December 03, 2019
You'd think the knee-jerk reaction to a woman getting kidnapped and her friend getting shot in the neck would be instant condemnation. You'd expect society to be horrified at the prospect of debauchers on the loose who can kidnap a woman at a busy street in the metropolis and quite literally get away with it. You'd be worried how unsafe Karachi's streets are for people in general and women in particular. Unsurprisingly, in Pakistan, empathy takes a backseat while victim-blaming takes the lead.
Yes, I'm talking about the Dua Mangi case. A young woman strolling with her male friend, Harris Fatah, on a secluded road in DHA's Bukhari Commercial area was kidnapped by unidentified men. When her friend Harris put up resistance, they shot him in the neck and sped away.
Police and law enforcement agencies are working on the case but for now, all they have is CCTV footage of a Honda Civic speeding away after shooting Harris and kidnapping Dua. She could be anywhere and God knows what may have been done to her.
As netizens got wind of the incident, the news of Dua's kidnapping spread like wildfire on social media. The response, for the most part though, was disappointing.
A large number of people reacted in the most insensitive manner. They posted Dua's personal pictures on popular social media pages and shamed her for wearing western attire. Some were of the opinion that when a woman dresses in an 'un-Islamic' way, she is 'inviting' kidnappers — and that is the problem with how our society thinks.
We need to change how people find fault with the victim and not the aggressor. Our society's instant reaction to whenever anything horrifying happens to a woman is to slut-shame her for wearing whatever she feels like wearing. What happens, as a result, is that we're condoning the act of violence committed by the man and, as a result, subconsciously telling women to be prepared for something bad, if God forbid, you try to exercise your independence.
Where did we go wrong? Why are we asking all the wrong questions? Why can't a woman be free enough to dress the way she wants to and go for a stroll with her male friend at night? Would we be asking the same questions if a man got kidnapped and his friend got shot in the neck? If 'proper dressing' (whatever that means) wards off kidnappers, sexual harassers, and all the 'bad men', then why do women in burqas or with scarves over their heads or minor girls, for that matter, get molested? If we need to use religion to prove our arguments, why are they restricted to just one gender? Why don't we focus on the need to teach our sons from the very beginning to lower their gaze in respect of a woman—regardless of what she's wearing—and not stare at her? Why don't we teach our sons not to harass women at bus stops and in public parks? In November 2017, a teenager was arrested in Hafizabad on suspicion of raping a chicken to death. Was the chicken not dressed properly?

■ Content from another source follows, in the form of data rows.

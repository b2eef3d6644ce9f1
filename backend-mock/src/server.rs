/// Axum HTTP server setup and routing

use axum::{
    routing::{get, post},
    Router,
};
use std::sync::Arc;
use tokio::net::TcpListener;
use tower_http::cors::{Any, CorsLayer};
use tower_http::trace::TraceLayer;

use crate::handlers::*;
use crate::store::MockStore;

pub fn create_router(store: Arc<MockStore>) -> Router {
    // Allow requests from the web client during development
    let cors = CorsLayer::new()
        .allow_origin(Any)
        .allow_methods(Any)
        .allow_headers(Any);

    Router::new()
        // Health check
        .route("/health", get(health_check))

        // User endpoints
        .route("/api/v1/user/register", post(register))
        .route("/api/v1/user/profile", get(get_user_profile))
        .route("/api/v1/user/cloud-wallet-folder-meta", post(get_cloud_wallet_folder_meta))
        .route("/api/v1/user/register-time", post(get_user_register_time))

        // Recipient endpoints
        .route("/api/v1/recipients/list", post(list_recipients))
        .route("/api/v1/recipients/add", post(add_recipient))
        .route("/api/v1/recipients/remove", post(remove_recipient))

        // Crypto account endpoints
        .route("/api/v1/accounts/list", post(list_crypto_accounts))
        .route("/api/v1/accounts/clear-cloud-wallet", post(clear_cloud_wallet_accounts))

        // Shared state
        .with_state(store)

        // Middleware
        .layer(cors)
        .layer(TraceLayer::new_for_http())
}

/// Serve on an already bound listener (lets tests bind port 0)
pub async fn serve(listener: TcpListener, store: Arc<MockStore>) -> anyhow::Result<()> {
    let app = create_router(store);
    axum::serve(listener, app).await?;
    Ok(())
}

pub async fn run_server(store: Arc<MockStore>, host: String, port: u16) -> anyhow::Result<()> {
    let addr = format!("{}:{}", host, port);
    let listener = TcpListener::bind(&addr).await?;

    log::info!("🚀 Transfer API mock listening on http://{}", addr);

    serve(listener, store).await
}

READ MORE: Dua Mangi case: Police arrest two students
The problem doesn't lie in how a woman chooses to dress or who she appears to befriend. It lies in our minds and how we have raised and are raising men to this day. I saw something meaningful written on a placard a woman was carrying at a protest somewhere — and it did strike a chord.
"Don't teach me what to wear. Teach your sons not to rape."
Resonates well, right?
It's about time we run public awareness advertisements on TV teaching men not to rape. We need to tell people not to normalise staring, sexual harassment, treating women like the inferior sex. In our homes, in our schools, at public places. We need to get used to the idea of a woman choosing what she wants to wear, wherever she wants to wear it. We need to help women reclaim public spaces by making it safe for them to do so by being civilised enough. We need to stop victim-blaming, slut-shaming, and everything else that humiliates a gender.

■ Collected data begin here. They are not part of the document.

//! Post-login bootstrap tests
//!
//! Run against recording fakes; each test checks the order of collaborator
//! calls and what ends up in the session state.

mod common;

use chainfr::storage::WALLET_FILE_NAME;
use chainfr::{bootstrap, Action, Drive, Recipient, SessionError, SessionStore};
use common::*;
use tempfile::TempDir;

#[tokio::test]
async fn test_bootstrap_creates_wallet_when_absent() {
    let env = TestEnvironment::new(false);

    let outcome = env
        .manager
        .post_login_preparation(&login_result())
        .await
        .unwrap();

    assert!(outcome.wallet_created);
    assert_eq!(outcome.account_count, 2);
    assert_eq!(outcome.user.master_key, MASTER_KEY);
    assert_eq!(
        env.log.calls(),
        vec![
            format!("register({}, {})", ID_TOKEN, USER_EMAIL),
            "get_wallet".to_string(),
            "clear_cloud_wallet_accounts".to_string(),
            format!("create_cloud_wallet({})", MASTER_KEY),
            "get_crypto_accounts".to_string(),
        ]
    );
    assert!(env.drive.has_wallet());
}

#[tokio::test]
async fn test_bootstrap_skips_creation_when_wallet_exists() {
    let env = TestEnvironment::new(true);

    let outcome = env
        .manager
        .post_login_preparation(&login_result())
        .await
        .unwrap();

    assert!(!outcome.wallet_created);
    assert_eq!(
        env.log.calls(),
        vec![
            format!("register({}, {})", ID_TOKEN, USER_EMAIL),
            "get_wallet".to_string(),
            "get_crypto_accounts".to_string(),
        ]
    );
    assert!(env.log.position("clear_cloud_wallet_accounts").is_none());
    assert!(env.log.position("create_cloud_wallet").is_none());
}

#[tokio::test]
async fn test_bootstrap_populates_session() {
    let env = TestEnvironment::new(true);
    let before = chrono::Utc::now().timestamp();

    env.manager
        .post_login_preparation(&login_result())
        .await
        .unwrap();

    let state = env.manager.state();
    let login = state.login.as_ref().expect("login recorded");
    assert_eq!(login.id_token, ID_TOKEN);
    assert!(login.last_login_timestamp.unwrap() >= before);
    assert_eq!(state.user.as_ref().unwrap().email, USER_EMAIL);
    assert_eq!(state.crypto_accounts.len(), 2);
    assert_eq!(state.register_time.unwrap().timestamp(), 1_600_000_000);
    assert!(state.pending.is_empty());
    assert!(state.error.is_none());
}

#[tokio::test]
async fn test_registration_failure_stops_sequence() {
    let env = TestEnvironment::new(false);
    env.api.fail("register");

    let err = env
        .manager
        .post_login_preparation(&login_result())
        .await
        .unwrap_err();

    assert!(matches!(err, SessionError::Registration(_)));
    assert_eq!(env.log.calls().len(), 1);
    assert!(env.log.position("get_wallet").is_none());
    assert!(env.log.position("get_crypto_accounts").is_none());

    let state = env.manager.state();
    assert!(!state.is_pending(Action::PostLoginPreparation));
    assert!(state.error.as_deref().unwrap().starts_with("Registration failed"));
    assert!(state.user.is_none());
}

#[tokio::test]
async fn test_failed_bootstrap_blocks_authenticated_actions() {
    let env = TestEnvironment::new(true);
    env.api.fail("register");

    assert!(env
        .manager
        .post_login_preparation(&login_result())
        .await
        .is_err());
    let state = env.manager.state();
    assert!(state.login.is_some());
    assert!(!state.is_logged_in());

    let err = env
        .manager
        .add_recipient(Recipient::new("B", "b@x.com"))
        .await
        .unwrap_err();
    assert!(matches!(err, SessionError::NotLoggedIn));
    assert!(env.log.position("add_recipient").is_none());
}

#[tokio::test]
async fn test_account_fetch_failure_is_not_logged_in() {
    let env = TestEnvironment::new(true);
    env.api.fail("get_crypto_accounts");

    assert!(env
        .manager
        .post_login_preparation(&login_result())
        .await
        .is_err());

    assert!(!env.manager.state().is_logged_in());
    assert!(matches!(
        env.manager.get_recipients().await,
        Err(SessionError::NotLoggedIn)
    ));
}

#[tokio::test]
async fn test_wallet_lookup_failure_is_storage_error() {
    let env = TestEnvironment::new(false);
    *env.drive.fail_lookup.lock().unwrap() = true;

    let err = env
        .manager
        .post_login_preparation(&login_result())
        .await
        .unwrap_err();

    assert!(matches!(err, SessionError::Storage(_)));
    assert!(env.log.position("clear_cloud_wallet_accounts").is_none());
    assert!(env.log.position("get_crypto_accounts").is_none());
}

#[tokio::test]
async fn test_clear_failure_aborts_before_create() {
    let env = TestEnvironment::new(false);
    env.api.fail("clear_cloud_wallet_accounts");

    let err = env
        .manager
        .post_login_preparation(&login_result())
        .await
        .unwrap_err();

    assert!(matches!(err, SessionError::WalletCreation(_)));
    assert!(env.log.position("create_cloud_wallet").is_none());
    assert!(env.log.position("get_crypto_accounts").is_none());
    assert!(env.manager.state().crypto_accounts.is_empty());
}

#[tokio::test]
async fn test_create_failure_leaves_accounts_empty_and_retry_succeeds() {
    let env = TestEnvironment::new(false);
    *env.drive.fail_create.lock().unwrap() = true;

    let err = env
        .manager
        .post_login_preparation(&login_result())
        .await
        .unwrap_err();
    assert!(matches!(err, SessionError::WalletCreation(_)));
    assert!(env.log.position("get_crypto_accounts").is_none());
    assert!(env.manager.state().crypto_accounts.is_empty());

    // Retry the whole sequence once the drive recovers
    *env.drive.fail_create.lock().unwrap() = false;
    env.manager.clear_error();
    let outcome = env
        .manager
        .post_login_preparation(&login_result())
        .await
        .unwrap();

    assert!(outcome.wallet_created);
    assert_eq!(env.manager.state().crypto_accounts.len(), 2);
    assert!(env.manager.state().error.is_none());
}

#[tokio::test]
async fn test_account_fetch_failure() {
    let env = TestEnvironment::new(true);
    env.api.fail("get_crypto_accounts");

    let err = env
        .manager
        .post_login_preparation(&login_result())
        .await
        .unwrap_err();

    assert!(matches!(err, SessionError::AccountFetch(_)));
    // Registration already happened and is not rolled back
    assert!(env.manager.state().user.is_some());
}

#[tokio::test]
async fn test_second_bootstrap_reuses_created_wallet() {
    let env = TestEnvironment::new(false);

    let first = env
        .manager
        .post_login_preparation(&login_result())
        .await
        .unwrap();
    let second = env
        .manager
        .post_login_preparation(&login_result())
        .await
        .unwrap();

    assert!(first.wallet_created);
    assert!(!second.wallet_created);
    let creates = env
        .log
        .calls()
        .iter()
        .filter(|c| c.starts_with("create_cloud_wallet"))
        .count();
    assert_eq!(creates, 1);
}

#[tokio::test]
async fn test_login_signs_in_then_bootstraps() {
    let env = TestEnvironment::new(true);

    env.manager.login().await.unwrap();

    assert_eq!(env.log.position("sign_in"), Some(0));
    assert!(env.log.position("register").unwrap() > 0);
    assert!(env.manager.state().is_logged_in());
}

#[tokio::test]
async fn test_cancelled_sign_in_is_auth_error() {
    let env = TestEnvironment::new(true);
    *env.identity.cancel_sign_in.lock().unwrap() = true;

    let err = env.manager.login().await.unwrap_err();

    assert!(matches!(err, SessionError::Auth(_)));
    assert!(env.log.position("register").is_none());
    let state = env.manager.state();
    assert!(!state.is_logged_in());
    assert!(!state.is_pending(Action::Login));
    assert!(state.error.is_some());
}

#[tokio::test]
async fn test_foreign_wallet_file_counts_as_existing_wallet() {
    init_logging();
    let temp_dir = TempDir::new().unwrap();
    let path = temp_dir.path().join(WALLET_FILE_NAME);
    std::fs::write(&path, r#"{"encryptedWallet":"abc"}"#).unwrap();

    let log = CallLog::default();
    let api = FakeApi::new(log.clone());
    let drive = Drive::new_with_base_dir(temp_dir.path().to_path_buf());
    let store = SessionStore::new();

    // Retrying must keep working against the same file
    for _ in 0..2 {
        let outcome = bootstrap(&api, &drive, &drive, &store, &login_result())
            .await
            .unwrap();
        assert!(!outcome.wallet_created);
        assert_eq!(outcome.account_count, 2);
    }

    assert!(log.position("clear_cloud_wallet_accounts").is_none());
    assert!(store.snapshot().is_logged_in());
    assert_eq!(
        std::fs::read_to_string(path).unwrap(),
        r#"{"encryptedWallet":"abc"}"#
    );
}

Let’s take a look at what the world is doing.
In June 2018, a Japanese spacecraft landed on an asteroid called Ryugu, 5.5 million miles from Earth. Japanese scientists aim to bring back samples from the asteroid's surface and debris to use it to study how similar asteroids could have seeded the Earth with ingredients for life billions of years ago. In July 2019, the World Health Organisation came up with a breakthrough for curing Ebola. Two treatments, called REGN-EB3 and mAb-114, are cocktails of antibodies injected into people's bloodstreams. These therapies saved about 90% of new infected patients in the Congo. In October this year, French researchers came up with an exoskeleton that helped a paralysed man walk after the machine decoded signals from his brain.
In Pakistan, we're more concerned with how a woman chooses to dress as opposed to the abuse she suffers. We need to change our mindset, and we need to do it fast.